Segment Start: SOURCE MATERIAL

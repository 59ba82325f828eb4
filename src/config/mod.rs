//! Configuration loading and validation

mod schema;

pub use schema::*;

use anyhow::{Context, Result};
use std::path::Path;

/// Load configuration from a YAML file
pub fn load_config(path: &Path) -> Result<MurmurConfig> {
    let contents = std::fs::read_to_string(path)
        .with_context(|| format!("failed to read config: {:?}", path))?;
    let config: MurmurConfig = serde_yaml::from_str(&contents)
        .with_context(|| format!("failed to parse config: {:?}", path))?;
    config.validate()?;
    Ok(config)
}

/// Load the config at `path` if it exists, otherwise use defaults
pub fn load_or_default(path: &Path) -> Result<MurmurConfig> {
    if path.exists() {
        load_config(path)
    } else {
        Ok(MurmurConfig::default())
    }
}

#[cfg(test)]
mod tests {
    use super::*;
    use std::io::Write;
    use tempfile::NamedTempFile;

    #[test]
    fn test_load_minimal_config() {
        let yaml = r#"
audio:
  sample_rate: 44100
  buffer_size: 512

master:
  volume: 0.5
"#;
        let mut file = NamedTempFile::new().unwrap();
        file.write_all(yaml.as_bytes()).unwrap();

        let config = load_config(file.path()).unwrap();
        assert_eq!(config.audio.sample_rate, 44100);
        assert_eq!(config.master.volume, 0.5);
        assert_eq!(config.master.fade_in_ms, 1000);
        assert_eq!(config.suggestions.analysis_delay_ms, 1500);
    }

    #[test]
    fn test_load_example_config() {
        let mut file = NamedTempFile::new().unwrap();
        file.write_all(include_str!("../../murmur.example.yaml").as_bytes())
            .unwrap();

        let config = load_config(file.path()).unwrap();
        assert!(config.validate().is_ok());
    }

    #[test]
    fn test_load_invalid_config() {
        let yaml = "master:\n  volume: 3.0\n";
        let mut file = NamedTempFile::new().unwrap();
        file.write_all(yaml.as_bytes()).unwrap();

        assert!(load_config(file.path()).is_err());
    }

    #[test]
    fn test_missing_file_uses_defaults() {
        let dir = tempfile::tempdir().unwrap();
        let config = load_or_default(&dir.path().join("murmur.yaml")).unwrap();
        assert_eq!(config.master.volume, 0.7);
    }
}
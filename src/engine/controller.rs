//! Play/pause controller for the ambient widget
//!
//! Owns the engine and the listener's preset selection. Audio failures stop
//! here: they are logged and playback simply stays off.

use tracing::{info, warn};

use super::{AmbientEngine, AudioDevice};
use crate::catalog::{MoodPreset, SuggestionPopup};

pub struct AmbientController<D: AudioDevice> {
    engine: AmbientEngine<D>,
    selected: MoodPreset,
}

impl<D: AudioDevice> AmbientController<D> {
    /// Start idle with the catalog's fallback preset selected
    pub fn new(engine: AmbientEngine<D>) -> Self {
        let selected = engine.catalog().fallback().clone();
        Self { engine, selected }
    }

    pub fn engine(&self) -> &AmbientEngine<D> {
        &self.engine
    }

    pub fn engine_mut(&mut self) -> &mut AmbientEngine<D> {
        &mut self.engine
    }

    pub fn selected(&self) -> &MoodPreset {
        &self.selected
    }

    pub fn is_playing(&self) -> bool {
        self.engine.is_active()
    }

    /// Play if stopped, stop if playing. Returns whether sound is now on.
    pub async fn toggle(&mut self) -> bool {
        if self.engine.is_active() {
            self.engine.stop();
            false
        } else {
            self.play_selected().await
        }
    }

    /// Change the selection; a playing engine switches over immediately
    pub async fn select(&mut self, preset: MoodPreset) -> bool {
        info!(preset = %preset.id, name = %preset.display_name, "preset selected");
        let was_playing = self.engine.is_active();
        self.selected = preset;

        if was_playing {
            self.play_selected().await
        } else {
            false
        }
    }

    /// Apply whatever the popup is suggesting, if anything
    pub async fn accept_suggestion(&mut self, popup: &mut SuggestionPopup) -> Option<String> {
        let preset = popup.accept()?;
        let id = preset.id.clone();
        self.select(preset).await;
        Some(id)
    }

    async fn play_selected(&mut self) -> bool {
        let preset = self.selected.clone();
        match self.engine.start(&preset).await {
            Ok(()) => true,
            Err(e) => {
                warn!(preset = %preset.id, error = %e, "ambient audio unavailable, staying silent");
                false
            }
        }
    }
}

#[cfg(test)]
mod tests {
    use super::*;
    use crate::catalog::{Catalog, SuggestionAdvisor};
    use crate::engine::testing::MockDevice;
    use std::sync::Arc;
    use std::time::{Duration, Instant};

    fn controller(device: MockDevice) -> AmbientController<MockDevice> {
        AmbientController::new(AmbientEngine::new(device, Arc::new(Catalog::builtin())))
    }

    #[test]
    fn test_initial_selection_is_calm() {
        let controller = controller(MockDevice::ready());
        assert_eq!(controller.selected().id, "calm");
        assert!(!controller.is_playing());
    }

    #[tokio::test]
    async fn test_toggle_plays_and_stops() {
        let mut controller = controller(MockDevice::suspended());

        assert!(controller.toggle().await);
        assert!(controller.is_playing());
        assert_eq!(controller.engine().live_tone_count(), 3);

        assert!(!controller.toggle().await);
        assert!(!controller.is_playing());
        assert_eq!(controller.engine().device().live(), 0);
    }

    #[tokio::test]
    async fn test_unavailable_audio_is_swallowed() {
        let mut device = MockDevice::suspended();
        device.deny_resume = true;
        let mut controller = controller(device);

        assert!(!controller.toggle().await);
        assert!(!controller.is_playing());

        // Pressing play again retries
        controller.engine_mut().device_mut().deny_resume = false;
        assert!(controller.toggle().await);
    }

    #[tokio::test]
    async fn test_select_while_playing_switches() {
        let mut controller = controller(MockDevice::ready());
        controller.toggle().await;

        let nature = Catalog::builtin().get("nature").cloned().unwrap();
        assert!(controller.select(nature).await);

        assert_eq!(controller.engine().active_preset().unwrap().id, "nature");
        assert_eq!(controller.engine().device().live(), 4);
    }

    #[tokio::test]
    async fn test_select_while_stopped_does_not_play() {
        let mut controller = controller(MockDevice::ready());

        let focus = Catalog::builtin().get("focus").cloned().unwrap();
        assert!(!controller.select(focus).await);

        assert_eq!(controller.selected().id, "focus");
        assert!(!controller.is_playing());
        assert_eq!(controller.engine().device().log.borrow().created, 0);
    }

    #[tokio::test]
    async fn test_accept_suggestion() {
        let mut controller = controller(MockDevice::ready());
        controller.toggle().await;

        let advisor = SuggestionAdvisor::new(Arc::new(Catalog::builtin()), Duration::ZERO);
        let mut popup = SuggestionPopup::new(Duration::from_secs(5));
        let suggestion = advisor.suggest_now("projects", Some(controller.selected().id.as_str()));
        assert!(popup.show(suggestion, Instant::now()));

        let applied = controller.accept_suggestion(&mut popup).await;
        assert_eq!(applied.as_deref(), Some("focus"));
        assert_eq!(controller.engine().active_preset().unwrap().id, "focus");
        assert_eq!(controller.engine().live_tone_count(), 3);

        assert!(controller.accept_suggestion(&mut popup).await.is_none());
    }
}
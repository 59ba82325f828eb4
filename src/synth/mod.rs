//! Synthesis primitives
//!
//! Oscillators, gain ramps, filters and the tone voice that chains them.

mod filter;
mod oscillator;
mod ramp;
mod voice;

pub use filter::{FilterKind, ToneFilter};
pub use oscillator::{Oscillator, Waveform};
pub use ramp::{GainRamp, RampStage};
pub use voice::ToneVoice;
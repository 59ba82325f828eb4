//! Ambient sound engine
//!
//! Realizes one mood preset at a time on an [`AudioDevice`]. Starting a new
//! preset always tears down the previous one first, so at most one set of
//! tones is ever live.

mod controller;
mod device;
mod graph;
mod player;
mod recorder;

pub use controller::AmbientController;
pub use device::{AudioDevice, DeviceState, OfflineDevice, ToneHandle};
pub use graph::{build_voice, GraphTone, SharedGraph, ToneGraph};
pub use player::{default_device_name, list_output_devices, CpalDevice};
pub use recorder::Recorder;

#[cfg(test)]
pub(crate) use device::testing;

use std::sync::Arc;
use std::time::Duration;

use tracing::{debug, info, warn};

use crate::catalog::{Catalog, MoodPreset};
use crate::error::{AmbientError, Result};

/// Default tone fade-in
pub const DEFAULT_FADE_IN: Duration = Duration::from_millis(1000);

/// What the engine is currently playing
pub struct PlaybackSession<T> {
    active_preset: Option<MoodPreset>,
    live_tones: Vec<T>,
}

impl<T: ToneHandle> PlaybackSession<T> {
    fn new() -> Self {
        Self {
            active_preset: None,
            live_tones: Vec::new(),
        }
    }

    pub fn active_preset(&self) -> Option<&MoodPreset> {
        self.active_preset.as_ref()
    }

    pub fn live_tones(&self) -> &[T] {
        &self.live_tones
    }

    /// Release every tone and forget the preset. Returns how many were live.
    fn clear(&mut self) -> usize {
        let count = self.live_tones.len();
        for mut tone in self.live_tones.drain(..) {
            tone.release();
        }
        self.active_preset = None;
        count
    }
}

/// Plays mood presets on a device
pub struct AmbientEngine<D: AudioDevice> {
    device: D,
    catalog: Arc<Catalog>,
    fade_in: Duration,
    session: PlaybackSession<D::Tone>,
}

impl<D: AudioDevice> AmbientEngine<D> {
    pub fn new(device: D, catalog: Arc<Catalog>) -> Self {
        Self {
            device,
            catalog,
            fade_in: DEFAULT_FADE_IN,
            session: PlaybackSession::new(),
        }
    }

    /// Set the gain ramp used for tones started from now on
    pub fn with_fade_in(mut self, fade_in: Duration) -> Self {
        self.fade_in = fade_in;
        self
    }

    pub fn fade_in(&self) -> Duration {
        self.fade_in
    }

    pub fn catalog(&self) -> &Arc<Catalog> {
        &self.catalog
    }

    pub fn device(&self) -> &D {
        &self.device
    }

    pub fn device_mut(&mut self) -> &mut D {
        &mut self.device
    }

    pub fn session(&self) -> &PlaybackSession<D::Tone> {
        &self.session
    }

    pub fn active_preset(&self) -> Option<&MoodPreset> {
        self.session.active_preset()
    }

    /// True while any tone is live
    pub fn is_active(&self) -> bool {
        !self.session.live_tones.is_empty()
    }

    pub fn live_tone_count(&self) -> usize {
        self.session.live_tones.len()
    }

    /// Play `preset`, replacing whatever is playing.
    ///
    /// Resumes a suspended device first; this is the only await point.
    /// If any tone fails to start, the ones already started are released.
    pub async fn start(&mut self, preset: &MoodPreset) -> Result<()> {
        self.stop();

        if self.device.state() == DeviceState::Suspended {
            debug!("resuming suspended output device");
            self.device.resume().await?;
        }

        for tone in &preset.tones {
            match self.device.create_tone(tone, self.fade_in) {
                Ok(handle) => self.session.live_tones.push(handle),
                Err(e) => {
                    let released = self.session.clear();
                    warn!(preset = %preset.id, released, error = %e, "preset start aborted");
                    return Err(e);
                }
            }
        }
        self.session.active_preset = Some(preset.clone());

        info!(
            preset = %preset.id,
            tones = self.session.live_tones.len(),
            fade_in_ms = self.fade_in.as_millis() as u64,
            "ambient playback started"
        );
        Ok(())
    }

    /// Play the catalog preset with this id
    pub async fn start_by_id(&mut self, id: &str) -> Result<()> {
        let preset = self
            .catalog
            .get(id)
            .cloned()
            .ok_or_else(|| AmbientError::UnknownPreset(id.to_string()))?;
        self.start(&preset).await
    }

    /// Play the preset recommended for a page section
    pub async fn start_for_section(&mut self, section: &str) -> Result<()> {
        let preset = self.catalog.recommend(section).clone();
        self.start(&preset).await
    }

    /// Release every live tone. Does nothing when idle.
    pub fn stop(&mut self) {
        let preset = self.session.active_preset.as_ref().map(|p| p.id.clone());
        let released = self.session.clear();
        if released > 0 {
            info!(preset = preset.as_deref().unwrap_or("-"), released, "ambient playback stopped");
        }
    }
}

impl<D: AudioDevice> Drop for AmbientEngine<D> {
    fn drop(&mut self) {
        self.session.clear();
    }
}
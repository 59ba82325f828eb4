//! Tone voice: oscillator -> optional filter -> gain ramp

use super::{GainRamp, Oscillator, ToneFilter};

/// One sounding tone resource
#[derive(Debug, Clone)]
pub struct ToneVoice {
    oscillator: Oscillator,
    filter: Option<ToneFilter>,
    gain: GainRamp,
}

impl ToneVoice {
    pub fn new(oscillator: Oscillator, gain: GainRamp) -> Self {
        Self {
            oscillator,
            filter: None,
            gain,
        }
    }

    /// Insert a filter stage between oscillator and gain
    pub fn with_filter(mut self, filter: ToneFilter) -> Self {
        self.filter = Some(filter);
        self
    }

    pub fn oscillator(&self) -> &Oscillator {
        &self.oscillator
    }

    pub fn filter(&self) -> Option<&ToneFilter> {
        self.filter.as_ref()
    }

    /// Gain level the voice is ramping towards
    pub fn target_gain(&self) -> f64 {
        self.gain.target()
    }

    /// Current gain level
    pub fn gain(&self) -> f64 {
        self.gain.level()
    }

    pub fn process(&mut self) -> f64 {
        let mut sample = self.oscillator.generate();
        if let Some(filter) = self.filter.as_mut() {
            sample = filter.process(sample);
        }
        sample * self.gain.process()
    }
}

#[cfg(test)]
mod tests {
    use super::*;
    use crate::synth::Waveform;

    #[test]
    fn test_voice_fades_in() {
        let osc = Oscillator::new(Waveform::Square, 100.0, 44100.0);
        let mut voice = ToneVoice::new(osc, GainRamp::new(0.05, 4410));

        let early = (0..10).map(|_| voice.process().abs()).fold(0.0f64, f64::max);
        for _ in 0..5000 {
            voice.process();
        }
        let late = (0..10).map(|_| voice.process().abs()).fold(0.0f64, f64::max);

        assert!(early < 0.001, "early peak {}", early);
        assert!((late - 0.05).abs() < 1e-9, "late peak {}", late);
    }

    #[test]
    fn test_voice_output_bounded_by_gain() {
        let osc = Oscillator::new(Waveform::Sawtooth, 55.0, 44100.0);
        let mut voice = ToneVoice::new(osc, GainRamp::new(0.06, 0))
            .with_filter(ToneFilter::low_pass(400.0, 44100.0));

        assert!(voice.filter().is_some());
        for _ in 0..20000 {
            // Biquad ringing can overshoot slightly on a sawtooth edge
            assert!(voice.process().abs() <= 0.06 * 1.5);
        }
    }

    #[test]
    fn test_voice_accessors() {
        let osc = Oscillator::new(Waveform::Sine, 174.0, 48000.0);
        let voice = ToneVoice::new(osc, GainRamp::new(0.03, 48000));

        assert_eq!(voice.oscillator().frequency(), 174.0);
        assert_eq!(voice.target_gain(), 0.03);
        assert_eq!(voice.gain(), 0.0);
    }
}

Segment End: SOURCE MATERIAL

__WHAT YOU NEED TO DO__: For every line above that includes the word "started", return the line.

__REPLY__:
    /// Set the gain ramp used for tones started from now on
    /// If any tone fails to start, the ones already started are released.
            "ambient playback started"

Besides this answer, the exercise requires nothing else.